Por que precisamos de uma terceira via?
A política é constituída por dois componentes fundamentais: o componente afetivo e o racional. Ambos orientam os embates políticos e, muito embora sejam opostos, não são excludentes.
Tomando por base esses dois componentes, chamo atenção para o fato de que desde 2016 o componente afetivo tem predominado e organizado o campo das disputas eleitorais, alimentando uma polarização radicalizada que tem favorecido candidaturas populistas.
Segundo o analista político Antônio Lavareda, desde 2016, as eleições no Brasil estão inseridas no que ele denominou por “ciclo de eleições críticas”. Para ele, o ciclo de eleições críticas foi resultado de aguda crise econômica e política no país, que provocou desmoronamento do sistema partidário eleitoral. O ápice foi o pleito de 2018, marcado por uma forte polarização e pelo deslocamento do PSDB como polo antagônico das disputas presidenciais à direita, levando à eleição de um outsider, Jair Messias Bolsonaro (então pelo PSL).
Como continuidade do ciclo de eleições críticas, as disputas municipais de 2020 anteciparam, em alguma medida, o caráter de forte polarização, que, ao que tudo indica, marcará também as eleições de 2022.
É o que têm apontado as últimas pesquisas de intenção de votos. No levantamento do IPEC, de 25 de junho, por exemplo, Lula apareceu com 49% de intenção de votos e Bolsonaro, com 23%. Outros nomes ficam abaixo dos dois dígitos.
Petismo x bolsonarismo
A forte polarização Lula-Bolsonaro tem reforçado o componente afetivo como orientador dos embates políticos e dificultado o diálogo e os acordos que viabilizam uma alternativa (de centro ou direita) dentro do campo democrático.
O que quero dizer é que, nesta conjuntura polarizada, o petismo alimenta o bolsonarismo, e vice-versa, como uma espécie de “antagonista perfeito”. Do ponto de vista discursivo, ambos buscam capturar o eleitorado a partir do que se rejeita no adversário (visto, quase sempre, como um inimigo a se bater), mobilizando, para tanto, afetos negativos.
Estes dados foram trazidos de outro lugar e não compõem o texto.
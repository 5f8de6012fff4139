//! BIMI record lookup.
//!
//! Purely informational: the record is reported alongside the verdict and never
//! influences it.

use crate::config::BIMI_LABEL;
use crate::dns::{DnsClient, RecordKind};

/// Tags of the `default._bimi` record.
#[derive(Debug, Clone, Default, PartialEq, Eq)]
pub struct BimiRecord {
    pub raw: Option<String>,
    /// `v=`
    pub version: Option<String>,
    /// `l=`, logo location
    pub location: Option<String>,
    /// `a=`, authority evidence (VMC) location
    pub authority: Option<String>,
}

/// Parses the `v`, `l` and `a` tags of a BIMI record. Empty values count as absent.
pub fn parse_bimi_record(record: &str) -> BimiRecord {
    let mut parsed = BimiRecord {
        raw: Some(record.to_string()),
        ..BimiRecord::default()
    };

    for pair in record.split(';') {
        let Some((tag, value)) = pair.split_once('=') else {
            continue;
        };
        let value = value.trim();
        if value.is_empty() {
            continue;
        }
        let slot = match tag.trim().to_ascii_lowercase().as_str() {
            "v" => &mut parsed.version,
            "l" => &mut parsed.location,
            "a" => &mut parsed.authority,
            _ => continue,
        };
        if slot.is_none() {
            *slot = Some(value.to_string());
        }
    }
    parsed
}

/// Looks up the BIMI record of `domain` under the default selector.
pub async fn resolve_bimi<C: DnsClient>(client: &C, domain: &str) -> BimiRecord {
    let name = format!("{BIMI_LABEL}.{domain}");
    let txt_records = match client.lookup(&name, RecordKind::Txt).await {
        Ok(records) => records,
        Err(e) => {
            log::debug!("No BIMI record at {name}: {e}");
            return BimiRecord::default();
        }
    };

    txt_records
        .iter()
        .find(|txt| txt.contains("v=BIMI"))
        .map(|txt| parse_bimi_record(txt.replace('"', "").trim()))
        .unwrap_or_default()
}
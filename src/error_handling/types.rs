//! Error type definitions.
//!
//! This module defines all error, warning, and info types used throughout the application.

use log::SetLoggerError;
use strum_macros::EnumIter as EnumIterMacro;
use thiserror::Error;

/// Error types for initialization failures.
#[derive(Error, Debug)]
#[allow(clippy::enum_variant_names)] // All variants end with "Error" by convention
pub enum InitializationError {
    /// Error initializing the logger.
    #[error("Logger initialization error: {0}")]
    LoggerError(#[from] SetLoggerError),

    /// Error initializing the DNS resolver.
    #[error("DNS resolver initialization error: {0}")]
    DnsResolverError(String),
}

/// Failure of a single DNS query.
///
/// Resolvers above the DNS layer treat every variant the same way (record absent);
/// the distinction only feeds logging.
#[derive(Error, Debug, Clone, PartialEq, Eq)]
pub enum DnsError {
    /// NXDOMAIN or an empty answer section.
    #[error("no records found")]
    NoRecords,

    /// The query did not complete within the resolver timeout.
    #[error("query timed out")]
    Timeout,

    /// Any other resolver failure (SERVFAIL, refused, malformed response, ...).
    #[error("DNS error: {0}")]
    Other(String),
}

/// Raised when a branch of the spoofability decision table reads a DMARC policy
/// it has no row for.
///
/// Never escapes the classifier: it is logged and routed to the syntax-validation
/// fallback.
#[derive(Error, Debug, Clone, PartialEq, Eq)]
pub enum ClassificationError {
    /// A DMARC tag carried a value the decision table has no row for.
    #[error("unrecognized DMARC {tag} value '{value}'")]
    UnrecognizedValue {
        /// Tag name (`p` or `sp`)
        tag: &'static str,
        /// Raw value as published
        value: String,
    },
}

/// Errors that prevent a domain from being assessed at all.
#[derive(Error, Debug, Clone, PartialEq, Eq)]
pub enum AssessmentError {
    /// The input line is not a usable domain name.
    #[error("invalid domain '{domain}': {reason}")]
    InvalidDomain {
        /// Input as given
        domain: String,
        /// Why it was rejected
        reason: String,
    },

    /// The assessment task panicked or was cancelled before completing.
    #[error("assessment of '{0}' did not complete: {1}")]
    Aborted(String, String),
}

/// Types of errors that can occur during a batch run.
///
/// These are failures that prevent a domain from getting a normal verdict.
#[derive(Debug, Clone, Copy, PartialEq, Eq, Hash, EnumIterMacro)]
pub enum ErrorType {
    /// Input line rejected before any DNS query
    InvalidDomain,
    /// Assessment task panicked or was cancelled
    AssessmentAborted,
    /// Decision table raised and the syntax fallback produced the verdict
    ClassificationFallback,
}

/// Types of warnings that can occur during a batch run.
///
/// Warnings describe weak or missing configuration; they are valid input states,
/// not processing failures.
#[derive(Debug, Clone, Copy, PartialEq, Eq, Hash, EnumIterMacro)]
#[allow(clippy::enum_variant_names)]
pub enum WarningType {
    MissingSpfRecord,
    MissingDmarcRecord,
    SpfLookupBudgetExceeded,
    MultipleAllMechanisms,
}

/// Types of informational metrics collected during a batch run.
#[derive(Debug, Clone, Copy, PartialEq, Eq, Hash, EnumIterMacro)]
pub enum InfoType {
    /// DMARC taken from the organizational domain
    OrganizationalDmarcFallback,
    /// Records served by the domain's own (SOA) nameserver
    AuthoritativeNameserver,
    /// Records served by one of the public resolvers
    PublicResolver,
    /// BIMI record present
    BimiRecord,
}

impl std::fmt::Display for ErrorType {
    fn fmt(&self, f: &mut std::fmt::Formatter<'_>) -> std::fmt::Result {
        f.write_str(self.as_str())
    }
}

impl ErrorType {
    pub fn as_str(&self) -> &'static str {
        match self {
            ErrorType::InvalidDomain => "Invalid domain",
            ErrorType::AssessmentAborted => "Assessment aborted",
            ErrorType::ClassificationFallback => "Classification fell back to syntax validation",
        }
    }
}

impl WarningType {
    /// Returns a human-readable string representation of the warning type.
    pub fn as_str(&self) -> &'static str {
        match self {
            WarningType::MissingSpfRecord => "Missing SPF record",
            WarningType::MissingDmarcRecord => "Missing DMARC record",
            WarningType::SpfLookupBudgetExceeded => "Too many SPF DNS lookups",
            WarningType::MultipleAllMechanisms => "Multiple SPF all mechanisms",
        }
    }
}

impl InfoType {
    /// Returns a human-readable string representation of the info type.
    pub fn as_str(&self) -> &'static str {
        match self {
            InfoType::OrganizationalDmarcFallback => "Organizational DMARC fallback",
            InfoType::AuthoritativeNameserver => "Authoritative nameserver used",
            InfoType::PublicResolver => "Public resolver used",
            InfoType::BimiRecord => "BIMI record found",
        }
    }
}

#[cfg(test)]
mod tests {
    use super::*;
    use strum::IntoEnumIterator;

    #[test]
    fn test_every_type_has_a_label() {
        for error_type in ErrorType::iter() {
            assert!(!error_type.as_str().is_empty());
        }
        for warning_type in WarningType::iter() {
            assert!(!warning_type.as_str().is_empty());
        }
        for info_type in InfoType::iter() {
            assert!(!info_type.as_str().is_empty());
        }
    }

    #[test]
    fn test_error_type_display_matches_as_str() {
        assert_eq!(
            ErrorType::InvalidDomain.to_string(),
            ErrorType::InvalidDomain.as_str()
        );
    }

    #[test]
    fn test_classification_error_messages() {
        let err = ClassificationError::UnrecognizedValue {
            tag: "p",
            value: "quarentine".into(),
        };
        assert_eq!(err.to_string(), "unrecognized DMARC p value 'quarentine'");
    }

    #[test]
    fn test_invalid_domain_message() {
        let err = AssessmentError::InvalidDomain {
            domain: "bad domain".into(),
            reason: "contains whitespace".into(),
        };
        assert_eq!(
            err.to_string(),
            "invalid domain 'bad domain': contains whitespace"
        );
    }
}
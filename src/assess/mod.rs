//! Per-domain orchestration.
//!
//! `DomainAssessor::assess` is the unit of work handed to the worker pool: it
//! normalizes the input, picks a nameserver, resolves SPF, DMARC, BIMI and MX through
//! it, and classifies the result. Nested SPF targets always go through a
//! recursive resolver.

mod result;

use std::sync::Arc;

use tldextract::TldExtractor;

use crate::bimi::resolve_bimi;
use crate::dmarc::DmarcResolver;
use crate::dns::{discover_nameserver, DnsClient, Discovery, NameserverSource};
use crate::domain::{normalize_domain, DomainContext};
use crate::error_handling::{
    AssessmentError, ErrorType, InfoType, ProcessingStats, WarningType,
};
use crate::mx::resolve_mx;
use crate::spf::{AllQualifier, SpfResolver};
use crate::spoofing::classify;

pub use result::AssessmentResult;

/// Shared, read-only resources for assessing domains.
///
/// Cloning the DNS client is cheap; each assessment works on its own clone when
/// discovery pins it to a nameserver.
pub struct DomainAssessor<C> {
    client: C,
    extractor: Arc<TldExtractor>,
    nameserver_discovery: bool,
    stats: Arc<ProcessingStats>,
}

impl<C: DnsClient + Clone> DomainAssessor<C> {
    pub fn new(
        client: C,
        extractor: Arc<TldExtractor>,
        nameserver_discovery: bool,
        stats: Arc<ProcessingStats>,
    ) -> Self {
        Self {
            client,
            extractor,
            nameserver_discovery,
            stats,
        }
    }

    pub fn stats(&self) -> &Arc<ProcessingStats> {
        &self.stats
    }

    /// Assesses one input line.
    ///
    /// Never fails: an unusable domain yields a result with `error` set.
    pub async fn assess(&self, input: &str) -> AssessmentResult {
        let ctx = match self.context(input) {
            Ok(ctx) => ctx,
            Err(e) => {
                log::warn!("Skipping {input}: {e}");
                self.stats.increment_error(ErrorType::InvalidDomain);
                return AssessmentResult::failed(input.trim(), &e);
            }
        };
        log::debug!("Assessing {} ({})", ctx.domain, ctx.domain_type());

        let Discovery { client, source } = if self.nameserver_discovery {
            discover_nameserver(&self.client, &ctx.domain).await
        } else {
            Discovery {
                client: self.client.clone(),
                source: NameserverSource::Default,
            }
        };
        match source {
            NameserverSource::Authoritative(_) => {
                self.stats.increment_info(InfoType::AuthoritativeNameserver)
            }
            NameserverSource::Public(_) => self.stats.increment_info(InfoType::PublicResolver),
            NameserverSource::Default => {}
        }
        log::debug!("{}: using {}", ctx.domain, source);

        // an authoritative server only answers for its own zone
        let recursive = match source {
            NameserverSource::Authoritative(_) => &self.client,
            NameserverSource::Public(_) | NameserverSource::Default => &client,
        };
        let spf = SpfResolver::new(&client)
            .with_chain_client(recursive)
            .resolve(&ctx.domain)
            .await;
        let dmarc = DmarcResolver::new(&client).resolve(&ctx).await;
        let bimi = resolve_bimi(&client, &ctx.domain).await;
        let mx = resolve_mx(&client, &ctx.domain).await;

        if !spf.is_present() {
            self.stats.increment_warning(WarningType::MissingSpfRecord);
        }
        if spf.lookup_budget_exceeded {
            self.stats.increment_warning(WarningType::SpfLookupBudgetExceeded);
        }
        if spf.all_qualifier == Some(AllQualifier::Multiple) {
            self.stats.increment_warning(WarningType::MultipleAllMechanisms);
        }
        if !dmarc.is_present() {
            self.stats.increment_warning(WarningType::MissingDmarcRecord);
        }
        if dmarc.from_organizational_domain {
            self.stats.increment_info(InfoType::OrganizationalDmarcFallback);
        }
        if bimi.raw.is_some() {
            self.stats.increment_info(InfoType::BimiRecord);
        }

        let verdict = classify(&ctx, &spf, &dmarc);
        if verdict.fallback {
            self.stats.increment_error(ErrorType::ClassificationFallback);
        }
        log::debug!("{}: verdict {}", ctx.domain, verdict.code.code());

        AssessmentResult::from_parts(&ctx, source.to_string(), &spf, &dmarc, &bimi, &mx, &verdict)
    }

    fn context(&self, input: &str) -> Result<DomainContext, AssessmentError> {
        let domain = normalize_domain(input)?;
        DomainContext::new(&self.extractor, &domain)
    }
}

#[cfg(test)]
mod tests;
Por meio dessa lógica, qualquer alternativa que não esteja em um desses polos é ignorada/rejeitada, visto que o debate público limita-se “ao que não se quer”. Perde-se, portanto, a possibilidade de discutir o que “o eleitor deseja” e quais projetos estão sendo propostos para o futuro do país.
Vale lembrar que, a despeito do desgaste político do presidente, estamos a quase um ano das eleições, e que a presidência é um cargo que concentra muito poder e capacidade de aglutinar forças e partidos. Portanto, com potencial de recuperação. Estimado(a) leitor/a, ainda há muita água a passar debaixo dessa ponte!
Se seguirmos esse roteiro, o risco que corremos é de não termos candidaturas do campo democrático disputando o segundo turno presidencial. Ou ainda, o de reeditarmos 2018.
Daí a importância de uma terceira via forte e unificada em torno de um projeto político. Para além disso, a necessidade de retomar um pouco da racionalidade política associada a um olhar positivado de uma alternativa fora dos polos.
Reconhecer a política como um campo de disputas que possui lógica própria e que não se move apenas por afetos, mas que incorpora também racionalidade é fundamental se quisermos, de fato, preservar nossa jovem democracia.
Nesse sentido, são válidos os esforços de construção de uma terceira via que, furando a bolha da polarização radicalizada, consolide um projeto político como alternativa dentro do campo democrático.